TRIESTE – Il progetto della nuova linea ferroviaria Capodistria-Divaccia segna un passaggio chiave: è stata completata la posa del binario sull’intera parte inferiore della Sezione 2. Il risultato arriva dopo il getto finale della soletta di supporto, che consente ora di procedere con l’accelerazione degli impianti elettrici e meccanici lungo tutto il tratto.

La Sezione 2 misura 11.310 metri e comprende cinque gallerie, due viadotti e parte del tracciato a cielo aperto. La maggior parte è costruita su binario rigido; solo dall’ultima galleria di Škofije (T8) al capolinea è stato realizzato un tratto con binario a pozzo. Sul complesso del futuro collegamento, il 61% dell’infrastruttura è già posato. Nella galleria Lokev (T1) si contano quasi 5 chilometri completati, mentre nella galleria Beka (T2) è in corso la realizzazione della soletta di distribuzione del carico, fase preliminare alla posa del binario.

Alle novità di cantiere si affiancano i dati più aggiornati sulle previsioni di traffico legate alla nuova linea. L’analisi, predisposta per la revisione dell’investimento (NIP-3), serve a stimare ricavi, pedaggi e livelli di capacità necessari a definire il quadro economico del progetto. Le proiezioni includono anche l’evoluzione dei traffici del porto di Koper fino al 2060. Lo studio si basa su un modello macroscopico che considera gli sviluppi futuri delle reti stradali e ferroviarie. Le simulazioni confrontano due scenari: con e senza la costruzione del doppio binario. Con la nuova linea attiva, nel 2060 si prevedono 27,1 milioni di tonnellate trasportate tra il porto di Capodistria e Divaccia, più del doppio rispetto ai 12,5 milioni stimati senza l’investimento. La capacità progettuale della linea è pari a 36,9 milioni di tonnellate, sufficiente a coprire la domanda anche oltre il 2060.
Senza il nuovo tracciato, la quota di merce trasportata su ferro scenderebbe dall’attuale 55% al 33%, con effetti negativi sulla rete autostradale e sulle emissioni. Con il doppio binario, invece, il traffico ferroviario manterrebbe un peso attorno al 60%. Le stime indicano anche un forte aumento dei volumi del porto di Capodistria, che salirebbero dagli attuali 23 milioni di tonnellate a 47 milioni al 2060.

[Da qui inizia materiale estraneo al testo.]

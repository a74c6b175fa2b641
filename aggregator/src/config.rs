//! Analysis configuration
//!
//! Defaults match the stock report layout: top 50 kernels, 9-character
//! labels, ten transfer-size buckets from 4KB to 1MB+, device-to-host copies.
//! Values can be layered from a config file and `TRACELENS_*` environment
//! variables.

use crate::error::{AnalysisError, Result};
use serde::{Deserialize, Serialize};
use std::path::Path;
use tracelens_shared::utils::{BYTES_PER_NS_TO_MB_PER_S, NANOS_PER_MICRO};
use tracelens_shared::MemcpyKind;

/// Prefix for environment overrides, e.g. `TRACELENS_DOMINANCE_LIMIT=20`
pub const ENV_PREFIX: &str = "TRACELENS";

#[derive(Debug, Clone, PartialEq, Serialize, Deserialize)]
#[serde(default)]
pub struct AnalysisConfig {
    /// Max kernel signatures kept after dominance ranking
    pub dominance_limit: usize,

    /// Display label length in characters
    pub label_width: usize,

    /// Divisor from the trace's native time unit to microseconds
    pub time_divisor: f64,

    /// Tukey fence multiplier for outlier rejection
    pub iqr_multiplier: f64,

    /// Bytes-per-native-unit to MB/s factor
    pub bandwidth_factor: f64,

    /// Copy direction selected from the memcpy table
    pub copy_kind: MemcpyKind,

    /// Transfer size buckets
    pub buckets: SizeBucketConfig,

    /// Also report every signature, not just the ranked subset
    pub include_unranked: bool,
}

impl Default for AnalysisConfig {
    fn default() -> Self {
        Self {
            dominance_limit: 50,
            label_width: 9,
            time_divisor: NANOS_PER_MICRO,
            iqr_multiplier: 1.5,
            bandwidth_factor: BYTES_PER_NS_TO_MB_PER_S,
            copy_kind: MemcpyKind::DeviceToHost,
            buckets: SizeBucketConfig::default(),
            include_unranked: false,
        }
    }
}

impl AnalysisConfig {
    /// Load defaults, then an optional config file, then environment
    /// overrides, and validate the result.
    pub fn load(path: Option<&Path>) -> Result<Self> {
        Self::load_with_env(path, None)
    }

    /// Like [`AnalysisConfig::load`], reading `TRACELENS_*` overrides from
    /// `env` instead of the process environment when given.
    pub fn load_with_env(
        path: Option<&Path>,
        env: Option<config::Map<String, String>>,
    ) -> Result<Self> {
        let mut builder = config::Config::builder();
        if let Some(path) = path {
            builder = builder.add_source(config::File::from(path).required(true));
        }
        let cfg: Self = builder
            .add_source(
                config::Environment::with_prefix(ENV_PREFIX)
                    .prefix_separator("_")
                    .separator("__")
                    .try_parsing(true)
                    .source(env),
            )
            .build()?
            .try_deserialize()?;

        cfg.validate()?;
        Ok(cfg)
    }

    /// Validate configuration
    pub fn validate(&self) -> Result<()> {
        if self.dominance_limit == 0 {
            return Err(invalid("dominance_limit must be greater than 0"));
        }

        if self.label_width == 0 {
            return Err(invalid("label_width must be greater than 0"));
        }

        if !(self.time_divisor.is_finite() && self.time_divisor > 0.0) {
            return Err(invalid("time_divisor must be a positive number"));
        }

        if !(self.iqr_multiplier.is_finite() && self.iqr_multiplier >= 0.0) {
            return Err(invalid("iqr_multiplier must be a non-negative number"));
        }

        if !(self.bandwidth_factor.is_finite() && self.bandwidth_factor > 0.0) {
            return Err(invalid("bandwidth_factor must be a positive number"));
        }

        self.buckets.validate()
    }
}

/// Right-closed byte-size buckets.
///
/// Bucket `i` holds sizes in `(upper_bounds[i-1], upper_bounds[i]]`; the
/// first bucket starts at zero and the last is open-ended, so there is
/// always one more label than bound.
#[derive(Debug, Clone, PartialEq, Eq, Serialize, Deserialize)]
#[serde(default)]
pub struct SizeBucketConfig {
    pub upper_bounds: Vec<u64>,
    pub labels: Vec<String>,
}

impl Default for SizeBucketConfig {
    fn default() -> Self {
        Self {
            upper_bounds: (12..=20).map(|shift| 1u64 << shift).collect(),
            labels: [
                "4KB", "8KB", "16KB", "32KB", "64KB", "128KB", "256KB", "512KB", "1MB", "1MB+",
            ]
            .iter()
            .map(|s| s.to_string())
            .collect(),
        }
    }
}

impl SizeBucketConfig {
    /// Number of buckets
    pub fn len(&self) -> usize {
        self.labels.len()
    }

    pub fn is_empty(&self) -> bool {
        self.labels.is_empty()
    }

    /// Index of the bucket that claims `bytes`
    pub fn bucket_index(&self, bytes: u64) -> usize {
        self.upper_bounds.partition_point(|&bound| bound < bytes)
    }

    pub fn validate(&self) -> Result<()> {
        if self.labels.len() != self.upper_bounds.len() + 1 {
            return Err(invalid(format!(
                "expected {} bucket labels for {} bounds, got {}",
                self.upper_bounds.len() + 1,
                self.upper_bounds.len(),
                self.labels.len()
            )));
        }

        if self.upper_bounds.windows(2).any(|w| w[0] >= w[1]) {
            return Err(invalid("bucket bounds must be strictly increasing"));
        }

        Ok(())
    }
}

fn invalid(msg: impl Into<String>) -> AnalysisError {
    AnalysisError::InvalidConfig(msg.into())
}
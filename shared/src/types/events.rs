//! Event type definitions for trace records
//!
//! These types represent the raw rows read out of a trace capture: one
//! kernel launch correlated with its host-side runtime call, and one memory
//! copy.

use serde::{Deserialize, Serialize};
use std::fmt;
use std::str::FromStr;
use thiserror::Error;

/// Timestamp in the trace's native unit (nanoseconds)
pub type Timestamp = i64;

/// One observed launch of a kernel signature
#[derive(Debug, Clone, Copy, PartialEq, Eq, Serialize, Deserialize)]
pub struct KernelEvent {
    /// Host-side runtime launch call start
    pub runtime_start: Timestamp,

    /// Host-side runtime launch call end
    pub runtime_end: Timestamp,

    /// On-device execution start
    pub kernel_start: Timestamp,

    /// On-device execution end
    pub kernel_end: Timestamp,
}

impl KernelEvent {
    /// Kernel execution time (ket), in native units
    pub fn execution_duration(&self) -> i64 {
        self.kernel_end.saturating_sub(self.kernel_start)
    }

    /// Kernel launch overhead (klo), in native units
    pub fn launch_overhead(&self) -> i64 {
        self.runtime_end.saturating_sub(self.runtime_start)
    }

    /// Gap between the end of the launch call and the start of execution.
    /// Negative when the kernel started before the launch call returned.
    pub fn launch_slack(&self) -> i64 {
        self.kernel_start.saturating_sub(self.runtime_end)
    }
}

/// One memory copy of the direction selected by the store query
#[derive(Debug, Clone, Copy, PartialEq, Eq, Serialize, Deserialize)]
pub struct TransferRecord {
    /// Bytes moved
    pub bytes: u64,

    pub start: Timestamp,

    pub end: Timestamp,
}

impl TransferRecord {
    pub fn duration(&self) -> i64 {
        self.end.saturating_sub(self.start)
    }
}

#[derive(Debug, Error, PartialEq, Eq)]
pub enum MemcpyKindError {
    #[error("unknown memcpy kind: {0}")]
    Unknown(String),

    #[error("unknown memcpy kind code: {0}")]
    UnknownCode(i64),
}

/// Copy direction, as encoded in the `copyKind` column of a CUPTI capture.
///
/// Deserializes from a name (`"dtoh"`, `"device_to_host"`) or a numeric
/// code, the same inputs [`FromStr`] accepts.
#[derive(Debug, Clone, Copy, Default, PartialEq, Eq, Hash, Serialize, Deserialize)]
#[serde(rename_all = "snake_case", try_from = "MemcpyKindRepr")]
pub enum MemcpyKind {
    HostToDevice,
    #[default]
    DeviceToHost,
    DeviceToDevice,
    HostToHost,
    PeerToPeer,
}

#[derive(Deserialize)]
#[serde(untagged)]
enum MemcpyKindRepr {
    Code(i64),
    Name(String),
}

impl TryFrom<MemcpyKindRepr> for MemcpyKind {
    type Error = MemcpyKindError;

    fn try_from(repr: MemcpyKindRepr) -> Result<Self, Self::Error> {
        match repr {
            MemcpyKindRepr::Code(code) => Self::try_from(code),
            MemcpyKindRepr::Name(name) => name.parse(),
        }
    }
}

impl MemcpyKind {
    /// CUPTI `copyKind` code
    pub fn code(self) -> i64 {
        match self {
            Self::HostToDevice => 1,
            Self::DeviceToHost => 2,
            Self::DeviceToDevice => 8,
            Self::HostToHost => 9,
            Self::PeerToPeer => 10,
        }
    }

    /// Short tag used in artifact names, e.g. `DtoH`
    pub fn short_name(self) -> &'static str {
        match self {
            Self::HostToDevice => "HtoD",
            Self::DeviceToHost => "DtoH",
            Self::DeviceToDevice => "DtoD",
            Self::HostToHost => "HtoH",
            Self::PeerToPeer => "PtoP",
        }
    }
}

impl TryFrom<i64> for MemcpyKind {
    type Error = MemcpyKindError;

    fn try_from(code: i64) -> Result<Self, Self::Error> {
        match code {
            1 => Ok(Self::HostToDevice),
            2 => Ok(Self::DeviceToHost),
            8 => Ok(Self::DeviceToDevice),
            9 => Ok(Self::HostToHost),
            10 => Ok(Self::PeerToPeer),
            other => Err(MemcpyKindError::UnknownCode(other)),
        }
    }
}

impl FromStr for MemcpyKind {
    type Err = MemcpyKindError;

    fn from_str(s: &str) -> Result<Self, Self::Err> {
        match s.to_lowercase().as_str() {
            "htod" | "host_to_device" => Ok(Self::HostToDevice),
            "dtoh" | "device_to_host" => Ok(Self::DeviceToHost),
            "dtod" | "device_to_device" => Ok(Self::DeviceToDevice),
            "htoh" | "host_to_host" => Ok(Self::HostToHost),
            "ptop" | "peer_to_peer" => Ok(Self::PeerToPeer),
            other => match other.parse::<i64>() {
                Ok(code) => Self::try_from(code),
                Err(_) => Err(MemcpyKindError::Unknown(s.to_string())),
            },
        }
    }
}

impl fmt::Display for MemcpyKind {
    fn fmt(&self, f: &mut fmt::Formatter<'_>) -> fmt::Result {
        f.write_str(self.short_name())
    }
}

#[cfg(test)]
mod tests {
    use super::*;

    fn event() -> KernelEvent {
        KernelEvent {
            runtime_start: 1_000,
            runtime_end: 6_000,
            kernel_start: 9_000,
            kernel_end: 29_000,
        }
    }

    #[test]
    fn test_derived_quantities() {
        let ev = event();
        assert_eq!(ev.execution_duration(), 20_000);
        assert_eq!(ev.launch_overhead(), 5_000);
        assert_eq!(ev.launch_slack(), 3_000);
    }

    #[test]
    fn test_negative_slack() {
        let ev = KernelEvent {
            kernel_start: 5_000,
            ..event()
        };
        assert_eq!(ev.launch_slack(), -1_000);
    }

    #[test]
    fn test_transfer_duration() {
        let rec = TransferRecord { bytes: 4096, start: 100, end: 350 };
        assert_eq!(rec.duration(), 250);
    }

    #[test]
    fn test_memcpy_kind_codes() {
        assert_eq!(MemcpyKind::DeviceToHost.code(), 2);
        assert_eq!(MemcpyKind::try_from(1), Ok(MemcpyKind::HostToDevice));
        assert_eq!(
            MemcpyKind::try_from(42),
            Err(MemcpyKindError::UnknownCode(42))
        );
    }

    #[test]
    fn test_memcpy_kind_from_str() {
        assert_eq!("DtoH".parse::<MemcpyKind>(), Ok(MemcpyKind::DeviceToHost));
        assert_eq!("host_to_device".parse::<MemcpyKind>(), Ok(MemcpyKind::HostToDevice));
        assert_eq!("8".parse::<MemcpyKind>(), Ok(MemcpyKind::DeviceToDevice));
        assert!("sideways".parse::<MemcpyKind>().is_err());
    }

    #[test]
    fn test_memcpy_kind_serde_alias() {
        let kind: MemcpyKind = serde_json::from_str("\"dtoh\"").unwrap();
        assert_eq!(kind, MemcpyKind::DeviceToHost);
        let json = serde_json::to_string(&MemcpyKind::HostToDevice).unwrap();
        assert_eq!(json, "\"host_to_device\"");
    }

    #[test]
    fn test_memcpy_kind_deserializes_codes() {
        let kind: MemcpyKind = serde_json::from_str("1").unwrap();
        assert_eq!(kind, MemcpyKind::HostToDevice);
        let kind: MemcpyKind = serde_json::from_str("\"10\"").unwrap();
        assert_eq!(kind, MemcpyKind::PeerToPeer);
        assert!(serde_json::from_str::<MemcpyKind>("3").is_err());
        assert!(serde_json::from_str::<MemcpyKind>("\"sideways\"").is_err());
    }

    #[test]
    fn test_memcpy_kind_default() {
        assert_eq!(MemcpyKind::default(), MemcpyKind::DeviceToHost);
    }
}
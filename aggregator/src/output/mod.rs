//! Renderer seam
//!
//! Reports are turned into plain labelled series ([`BarChart`],
//! [`DistributionChart`], [`KernelTable`]) and handed to a [`Renderer`].
//! Renderers only see finished numbers and axis titles.

pub mod json;
pub mod text;

use crate::aggregate::KernelMetric;
use crate::report::{AnalysisReport, KernelReport, TransferReport};
use crate::stats::Summary;
use anyhow::Result;
use serde::{Deserialize, Serialize};

pub use json::JsonRenderer;
pub use text::TextRenderer;

const KERNEL_AXIS: &str = "Kernel Name";

/// One value per label
#[derive(Debug, Clone, PartialEq, Serialize, Deserialize)]
pub struct BarChart {
    /// Artifact name, e.g. `metric_ket_bar`
    pub name: String,
    pub x_label: String,
    pub y_label: String,
    pub labels: Vec<String>,
    pub values: Vec<f64>,
}

/// One sample set per label
#[derive(Debug, Clone, PartialEq, Serialize, Deserialize)]
pub struct DistributionChart {
    pub name: String,
    pub x_label: String,
    pub y_label: String,
    pub labels: Vec<String>,
    pub series: Vec<Vec<f64>>,

    /// Min/max/mean/median per series
    pub summaries: Vec<Summary>,
}

/// Full per-signature metrics
#[derive(Debug, Clone, PartialEq, Serialize, Deserialize)]
pub struct KernelTable {
    pub name: String,
    pub metrics: Vec<KernelMetric>,
}

pub trait Renderer {
    fn render_bar(&mut self, chart: &BarChart) -> Result<()>;

    fn render_distribution(&mut self, chart: &DistributionChart) -> Result<()>;

    fn render_kernel_table(&mut self, _table: &KernelTable) -> Result<()> {
        Ok(())
    }
}

fn bar(name: &str, x_label: &str, y_label: &str, labels: &[String], values: &[f64]) -> BarChart {
    BarChart {
        name: name.to_string(),
        x_label: x_label.to_string(),
        y_label: y_label.to_string(),
        labels: labels.to_vec(),
        values: values.to_vec(),
    }
}

/// Duration, overhead, slack and ratio bar charts
pub fn kernel_charts(report: &KernelReport) -> Vec<BarChart> {
    vec![
        bar(
            "metric_ket_bar",
            KERNEL_AXIS,
            "Kernel Duration (us) - Log Base 10",
            &report.labels,
            &report.durations,
        ),
        bar(
            "metric_klo_bar",
            KERNEL_AXIS,
            "Kernel Launch Overhead (us) - Log Base 10",
            &report.labels,
            &report.overheads,
        ),
        bar(
            "metric_slack_bar",
            KERNEL_AXIS,
            "Slack (us) - Log Base 10",
            &report.labels,
            &report.slacks,
        ),
        bar(
            "metric_ratio",
            KERNEL_AXIS,
            "Ratio of Duration to Launch - Log Base 10",
            &report.labels,
            &report.ratios,
        ),
    ]
}

/// Kernel tables: retained signatures, plus every signature when present
pub fn kernel_tables(report: &KernelReport) -> Vec<KernelTable> {
    let mut tables = vec![KernelTable {
        name: "kernel_metrics".to_string(),
        metrics: report.retained.clone(),
    }];
    if let Some(all) = &report.all {
        tables.push(KernelTable {
            name: "kernel_metrics_all".to_string(),
            metrics: all.clone(),
        });
    }
    tables
}

/// Frequency bar chart and bandwidth distributions for one copy direction
pub fn transfer_charts(report: &TransferReport) -> (BarChart, DistributionChart) {
    let tag = report.kind.short_name();
    let frequency = BarChart {
        name: format!("hist_{tag}"),
        x_label: "Transfer Size Range".to_string(),
        y_label: "Frequency".to_string(),
        labels: report.labels.clone(),
        values: report.frequency.iter().map(|&c| c as f64).collect(),
    };

    let bandwidth = DistributionChart {
        name: format!("hist_{tag}_bw"),
        x_label: "Transfer Size Range (B)".to_string(),
        y_label: "Bandwidth (MB/s)".to_string(),
        labels: report.labels.clone(),
        summaries: report
            .bandwidths
            .iter()
            .map(|series| Summary::of(series).unwrap_or_default())
            .collect(),
        series: report.bandwidths.clone(),
    };

    (frequency, bandwidth)
}

/// Render every section present in `report`
pub fn render_report<R>(renderer: &mut R, report: &AnalysisReport) -> Result<()>
where
    R: Renderer + ?Sized,
{
    if let Some(kernels) = &report.kernels {
        for chart in kernel_charts(kernels) {
            renderer.render_bar(&chart)?;
        }
        for table in kernel_tables(kernels) {
            renderer.render_kernel_table(&table)?;
        }
    }

    if let Some(transfers) = &report.transfers {
        let (frequency, bandwidth) = transfer_charts(transfers);
        renderer.render_bar(&frequency)?;
        renderer.render_distribution(&bandwidth)?;
    }

    Ok(())
}

#[cfg(test)]
mod tests {
    use super::*;
    use crate::report::DegenerateCounts;
    use tracelens_shared::MemcpyKind;

    #[derive(Default)]
    struct Recorder {
        bars: Vec<String>,
        distributions: Vec<String>,
        tables: Vec<String>,
    }

    impl Renderer for Recorder {
        fn render_bar(&mut self, chart: &BarChart) -> Result<()> {
            self.bars.push(chart.name.clone());
            Ok(())
        }

        fn render_distribution(&mut self, chart: &DistributionChart) -> Result<()> {
            self.distributions.push(chart.name.clone());
            Ok(())
        }

        fn render_kernel_table(&mut self, table: &KernelTable) -> Result<()> {
            self.tables.push(table.name.clone());
            Ok(())
        }
    }

    fn kernel_report() -> KernelReport {
        KernelReport {
            labels: vec!["a".into(), "b".into()],
            durations: vec![1.0, 2.0],
            overheads: vec![0.5, 0.0],
            slacks: vec![0.1, 0.2],
            ratios: vec![0.5, 0.0],
            retained: Vec::new(),
            all: None,
            total_signatures: 2,
            total_launches: 2,
            degenerate: DegenerateCounts::default(),
        }
    }

    fn transfer_report() -> TransferReport {
        TransferReport {
            kind: MemcpyKind::DeviceToHost,
            labels: vec!["4KB".into(), "4KB+".into()],
            frequency: vec![3, 0],
            bandwidths: vec![vec![1.0, 2.0, 6.0], vec![0.0]],
            total_transfers: 3,
            degenerate: DegenerateCounts::default(),
        }
    }

    #[test]
    fn test_kernel_charts_names_and_alignment() {
        let charts = kernel_charts(&kernel_report());
        let names: Vec<_> = charts.iter().map(|c| c.name.as_str()).collect();
        assert_eq!(
            names,
            vec!["metric_ket_bar", "metric_klo_bar", "metric_slack_bar", "metric_ratio"]
        );
        assert!(charts.iter().all(|c| c.labels.len() == c.values.len()));
        assert_eq!(charts[1].values, vec![0.5, 0.0]);
    }

    #[test]
    fn test_transfer_charts() {
        let (frequency, bandwidth) = transfer_charts(&transfer_report());
        assert_eq!(frequency.name, "hist_DtoH");
        assert_eq!(frequency.values, vec![3.0, 0.0]);
        assert_eq!(bandwidth.name, "hist_DtoH_bw");
        assert_eq!(bandwidth.summaries[0].max, 6.0);
        assert_eq!(bandwidth.summaries[0].median, 2.0);
        assert_eq!(bandwidth.summaries[1].mean, 0.0);
    }

    #[test]
    fn test_render_report_visits_every_section() {
        let mut report_kernels = kernel_report();
        report_kernels.all = Some(Vec::new());
        let report = AnalysisReport {
            kernels: Some(report_kernels),
            transfers: Some(transfer_report()),
        };

        let mut recorder = Recorder::default();
        render_report(&mut recorder, &report).unwrap();
        assert_eq!(recorder.bars.len(), 5);
        assert_eq!(recorder.distributions, vec!["hist_DtoH_bw"]);
        assert_eq!(recorder.tables, vec!["kernel_metrics", "kernel_metrics_all"]);
    }

    #[test]
    fn test_render_report_kernels_only() {
        let report = AnalysisReport {
            kernels: Some(kernel_report()),
            transfers: None,
        };
        let mut recorder = Recorder::default();
        render_report(&mut recorder, &report).unwrap();
        assert_eq!(recorder.bars.len(), 4);
        assert!(recorder.distributions.is_empty());
    }
}
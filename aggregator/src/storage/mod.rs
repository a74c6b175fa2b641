//! Trace store adapters
//!
//! The pipeline reads a capture through [`TraceStore`]: one bulk fetch of
//! every correlated kernel launch and one fetch of the selected memory copies.
//! Grouping by signature happens in memory, not with a query per kernel.

pub mod memory;
pub mod sqlite;

use crate::error::Result;
use serde::{Deserialize, Serialize};
use tracelens_shared::{KernelEvent, KernelSignature, MemcpyKind, TransferRecord};

pub use memory::InMemoryStore;
pub use sqlite::SqliteTraceStore;

/// One kernel execution joined with the runtime launch call that issued it
#[derive(Debug, Clone, PartialEq, Eq, Serialize, Deserialize)]
pub struct KernelLaunchRow {
    pub signature: KernelSignature,
    pub event: KernelEvent,
}

/// Read-only view of a trace capture
pub trait TraceStore {
    /// Every kernel execution with a correlated runtime launch, in a
    /// deterministic order (kernel start, then correlation id).
    fn kernel_launches(&self) -> Result<Vec<KernelLaunchRow>>;

    /// Memory copies of direction `kind`, ordered by start time
    fn memcpy_transfers(&self, kind: MemcpyKind) -> Result<Vec<TransferRecord>>;
}
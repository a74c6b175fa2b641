//! JSON output
//!
//! Writes each chart or table as `<name>.json` in an output directory, for
//! plotting with external tools.

use super::{BarChart, DistributionChart, KernelTable, Renderer};
use anyhow::{Context, Result};
use chrono::{DateTime, Utc};
use serde::Serialize;
use std::fs::File;
use std::io::BufWriter;
use std::path::{Path, PathBuf};
use tracing::info;

#[derive(Serialize)]
struct Artifact<'a, T: Serialize> {
    generated_at: DateTime<Utc>,
    #[serde(flatten)]
    body: &'a T,
}

/// Writes one JSON file per artifact into `out_dir`
#[derive(Debug, Clone)]
pub struct JsonRenderer {
    out_dir: PathBuf,
    written: Vec<PathBuf>,
}

impl JsonRenderer {
    pub fn new(out_dir: impl Into<PathBuf>) -> Self {
        Self {
            out_dir: out_dir.into(),
            written: Vec::new(),
        }
    }

    /// Paths written so far
    pub fn written(&self) -> &[PathBuf] {
        &self.written
    }

    fn write<T: Serialize>(&mut self, name: &str, body: &T) -> Result<()> {
        let path = self.out_dir.join(format!("{name}.json"));
        write_json(&path, body)?;
        self.written.push(path);
        Ok(())
    }
}

fn write_json<T: Serialize>(path: &Path, body: &T) -> Result<()> {
    let file = File::create(path)
        .with_context(|| format!("Failed to create output file: {}", path.display()))?;
    let writer = BufWriter::new(file);

    let artifact = Artifact {
        generated_at: Utc::now(),
        body,
    };
    serde_json::to_writer_pretty(writer, &artifact)
        .with_context(|| format!("Failed to serialize {}", path.display()))?;

    info!("JSON output written to {}", path.display());
    Ok(())
}

impl Renderer for JsonRenderer {
    fn render_bar(&mut self, chart: &BarChart) -> Result<()> {
        self.write(&chart.name, chart)
    }

    fn render_distribution(&mut self, chart: &DistributionChart) -> Result<()> {
        self.write(&chart.name, chart)
    }

    fn render_kernel_table(&mut self, table: &KernelTable) -> Result<()> {
        self.write(&table.name, table)
    }
}
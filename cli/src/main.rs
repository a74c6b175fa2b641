//! CLI for tracelens
//!
//! Analyzes one GPU trace capture (a CUPTI SQLite export) and reports:
//! - per-kernel duration, launch overhead, slack and their ratio
//! - transfer-size frequency and bandwidth for one copy direction

use anyhow::Result;
use clap::Parser;
use tracing_subscriber::{layer::SubscriberExt, util::SubscriberInitExt, EnvFilter};

mod commands;
mod output;

#[derive(Parser)]
#[command(name = "tracelens")]
#[command(about = "tracelens - GPU kernel and memcpy trace analyzer", long_about = None)]
#[command(version)]
struct Cli {
    #[command(flatten)]
    analyze: commands::analyze::AnalyzeArgs,
}

fn main() -> Result<()> {
    let cli = Cli::parse();
    init_tracing(cli.analyze.verbose);
    commands::analyze::run(cli.analyze)
}

fn init_tracing(verbose: bool) {
    let filter = if verbose {
        EnvFilter::try_from_default_env().unwrap_or_else(|_| EnvFilter::new("debug"))
    } else {
        EnvFilter::try_from_default_env().unwrap_or_else(|_| EnvFilter::new("info"))
    };

    tracing_subscriber::registry()
        .with(filter)
        .with(tracing_subscriber::fmt::layer().with_target(false))
        .init();
}

#[cfg(test)]
mod tests {
    use super::*;
    use clap::CommandFactory;

    #[test]
    fn test_cli_definition() {
        Cli::command().debug_assert();
    }

    #[test]
    fn test_trace_path_is_required() {
        assert!(Cli::try_parse_from(["tracelens"]).is_err());
        assert!(Cli::try_parse_from(["tracelens", "a.sqlite", "b.sqlite"]).is_err());
        assert!(Cli::try_parse_from(["tracelens", "a.sqlite"]).is_ok());
    }
}
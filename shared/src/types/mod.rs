//! Trace record types

pub mod events;
pub mod signature;
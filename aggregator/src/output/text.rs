//! Text output
//!
//! Aligned terminal tables with a proportional `#` bar per row.

use super::{BarChart, DistributionChart, KernelTable, Renderer};
use anyhow::Result;
use colored::Colorize;
use std::io::{self, Stdout, Write};

const BAR_WIDTH: usize = 40;
const LABEL_WIDTH: usize = 24;

pub struct TextRenderer<W: Write> {
    writer: W,
}

impl TextRenderer<Stdout> {
    pub fn stdout() -> Self {
        Self::new(io::stdout())
    }
}

impl<W: Write> TextRenderer<W> {
    pub fn new(writer: W) -> Self {
        Self { writer }
    }

    pub fn into_inner(self) -> W {
        self.writer
    }

    fn title(&mut self, name: &str, x_label: &str, y_label: &str) -> Result<()> {
        writeln!(self.writer)?;
        writeln!(self.writer, "{}", name.bold())?;
        writeln!(self.writer, "{} vs {}", y_label, x_label)?;
        Ok(())
    }
}

/// `#` run proportional to `|value| / max_abs`
fn scaled_bar(value: f64, max_abs: f64) -> String {
    if max_abs <= 0.0 || !value.is_finite() {
        return String::new();
    }
    let len = ((value.abs() / max_abs) * BAR_WIDTH as f64).round() as usize;
    "#".repeat(len.min(BAR_WIDTH))
}

fn max_abs(values: &[f64]) -> f64 {
    values
        .iter()
        .filter(|v| v.is_finite())
        .fold(0.0_f64, |acc, v| acc.max(v.abs()))
}

impl<W: Write> Renderer for TextRenderer<W> {
    fn render_bar(&mut self, chart: &BarChart) -> Result<()> {
        self.title(&chart.name, &chart.x_label, &chart.y_label)?;
        writeln!(self.writer, "{:-<80}", "")?;

        let max = max_abs(&chart.values);
        for (label, &value) in chart.labels.iter().zip(&chart.values) {
            writeln!(
                self.writer,
                "{:<LABEL_WIDTH$} {:>12.3} {}",
                label,
                value,
                scaled_bar(value, max)
            )?;
        }
        self.writer.flush()?;
        Ok(())
    }

    fn render_distribution(&mut self, chart: &DistributionChart) -> Result<()> {
        self.title(&chart.name, &chart.x_label, &chart.y_label)?;
        writeln!(
            self.writer,
            "{:<LABEL_WIDTH$} {:>8} {:>14} {:>14} {:>14} {:>14}",
            "Range", "Samples", "Min", "Median", "Mean", "Max"
        )?;
        writeln!(self.writer, "{:-<94}", "")?;

        for ((label, series), summary) in chart
            .labels
            .iter()
            .zip(&chart.series)
            .zip(&chart.summaries)
        {
            writeln!(
                self.writer,
                "{:<LABEL_WIDTH$} {:>8} {:>14.2} {:>14.2} {:>14.2} {:>14.2}",
                label,
                series.len(),
                summary.min,
                summary.median,
                summary.mean,
                summary.max
            )?;
        }
        self.writer.flush()?;
        Ok(())
    }

    fn render_kernel_table(&mut self, table: &KernelTable) -> Result<()> {
        writeln!(self.writer)?;
        writeln!(self.writer, "{}", table.name.bold())?;
        writeln!(
            self.writer,
            "{:<40} {:>9} {:>12} {:>12} {:>12} {:>14}",
            "Kernel", "Launches", "Dur(us)", "Ovh(us)", "Slack(us)", "Dominance"
        )?;
        writeln!(self.writer, "{:-<104}", "")?;

        for m in &table.metrics {
            writeln!(
                self.writer,
                "{:<40} {:>9} {:>12.3} {:>12.3} {:>12.3} {:>14.1}",
                m.signature.to_string(),
                m.launches,
                m.median_duration_us,
                m.median_overhead_us,
                m.median_slack_us,
                m.dominance_score
            )?;
        }
        self.writer.flush()?;
        Ok(())
    }
}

Procedono anche le opere energiche a servizio della nuova linea. La sottostazione di trazione di Črni Kal, insieme alle altre previste sul tracciato, garantirà l’alimentazione dei treni a 3 kV in corrente continua e dei sistemi di sicurezza e controllo. L’impianto è in realizzazione su un altopiano alle spalle della galleria Beka, in corrispondenza del punto in cui passa la linea a 110 kV necessaria all’alimentazione. Per predisporre il collegamento sono stati installati nuovi tralicci, poi collegati tramite due linee in cavo da 110 kV.